Quality of the tea can be determined through inspecting the dried leaves, the tea liquor, or the spent tea leaves. The "true" quality of a specific batch of pu-erh can ultimately only be revealed when the tea is brewed and tasted. Although, not concrete and sometimes dependent on preference, there are several general indicators of quality:
Pu-erh tea is widely sold as a weight loss tea or used as a main ingredient in such commercially prepared tea mixtures. Though there is as yet no empirically backed evidence as to how pu-erh might facilitate weight loss, there are widely proposed explanations include that the tea increases the drinker's metabolism, or that the high tannin content in the tea binds macronutrients and coagulate digestive enzymes, thus reducing nutrient absorption. Although evidence is still sparse, it has been shown that rats experience reduction in body weight, blood triglycerides, and blood cholesterol following a diet containing pu-erh tea.

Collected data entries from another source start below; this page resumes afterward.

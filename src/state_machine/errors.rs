use crate::error::DynamicTaskError;
use crate::models::LaunchStatus;
use thiserror::Error;

/// Errors raised by the orchestrator and launch state machines
#[derive(Error, Debug, Clone, PartialEq)]
pub enum StateMachineError {
    #[error("Invalid orchestrator transition from {from} on event {event}")]
    InvalidTransition { from: String, event: String },

    #[error("Invalid launch transition from {from} to {to}")]
    InvalidLaunchTransition { from: LaunchStatus, to: LaunchStatus },
}

/// Result type alias for state machine operations
pub type StateMachineResult<T> = Result<T, StateMachineError>;

impl From<StateMachineError> for DynamicTaskError {
    fn from(err: StateMachineError) -> Self {
        DynamicTaskError::InvalidState(err.to_string())
    }
}
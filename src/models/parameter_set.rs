use serde::{Deserialize, Serialize};
use std::collections::BTreeMap;

/// Named input values for one planned sub-workflow instance.
///
/// The index is the position of the set in the expanded plan and is the
/// idempotency key for launching. A parameter set is immutable once produced.
#[derive(Debug, Clone, PartialEq, Eq, Serialize, Deserialize)]
pub struct ParameterSet {
    index: u32,
    values: BTreeMap<String, String>,
}

impl ParameterSet {
    pub fn new(index: u32, values: BTreeMap<String, String>) -> Self {
        Self { index, values }
    }

    pub fn index(&self) -> u32 {
        self.index
    }

    pub fn values(&self) -> &BTreeMap<String, String> {
        &self.values
    }

    pub fn get(&self, name: &str) -> Option<&str> {
        self.values.get(name).map(String::as_str)
    }

    pub fn len(&self) -> usize {
        self.values.len()
    }

    pub fn is_empty(&self) -> bool {
        self.values.is_empty()
    }

    /// Start parameters handed to the sub-workflow, as a JSON object
    pub fn to_start_params(&self) -> serde_json::Value {
        serde_json::Value::Object(
            self.values
                .iter()
                .map(|(k, v)| (k.clone(), serde_json::Value::String(v.clone())))
                .collect(),
        )
    }
}

#[cfg(test)]
mod tests {
    use super::*;

    #[test]
    fn test_start_params_are_json_object() {
        let mut values = BTreeMap::new();
        values.insert("region".to_string(), "eu".to_string());
        values.insert("day".to_string(), "2026-10-01".to_string());
        let set = ParameterSet::new(3, values);

        assert_eq!(set.index(), 3);
        assert_eq!(set.get("region"), Some("eu"));
        assert_eq!(
            set.to_start_params(),
            serde_json::json!({"day": "2026-10-01", "region": "eu"})
        );
    }
}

Some pu-erh brick tea has been found to contain very high levels of fluorine, because it is generally made from lesser quality older tea leaves and stems, which accumlulate fluorine. Its consumption has led to fluorosis (a form of fluoride poisoning that affects the bones and teeth) in areas of high brick tea consumption, such as Tibet.
The common misconception is that all types of pu-erh tea will improve in taste -- and therefore get more valuable as an investment item -- as they get older. There are many requisite variables for a pu-erh tea to age beautifully. Further, the cooked (shou) pu-erh will not evolve as dramatically as the raw (sheng) type will over time from the secondary oxidation and fermentation.
As in wine, only the finely made and properly stored ones will improve and increase in value. And as in wine, the percentage of those that will improve over a long period of time is only a small fraction of what is available in the market today.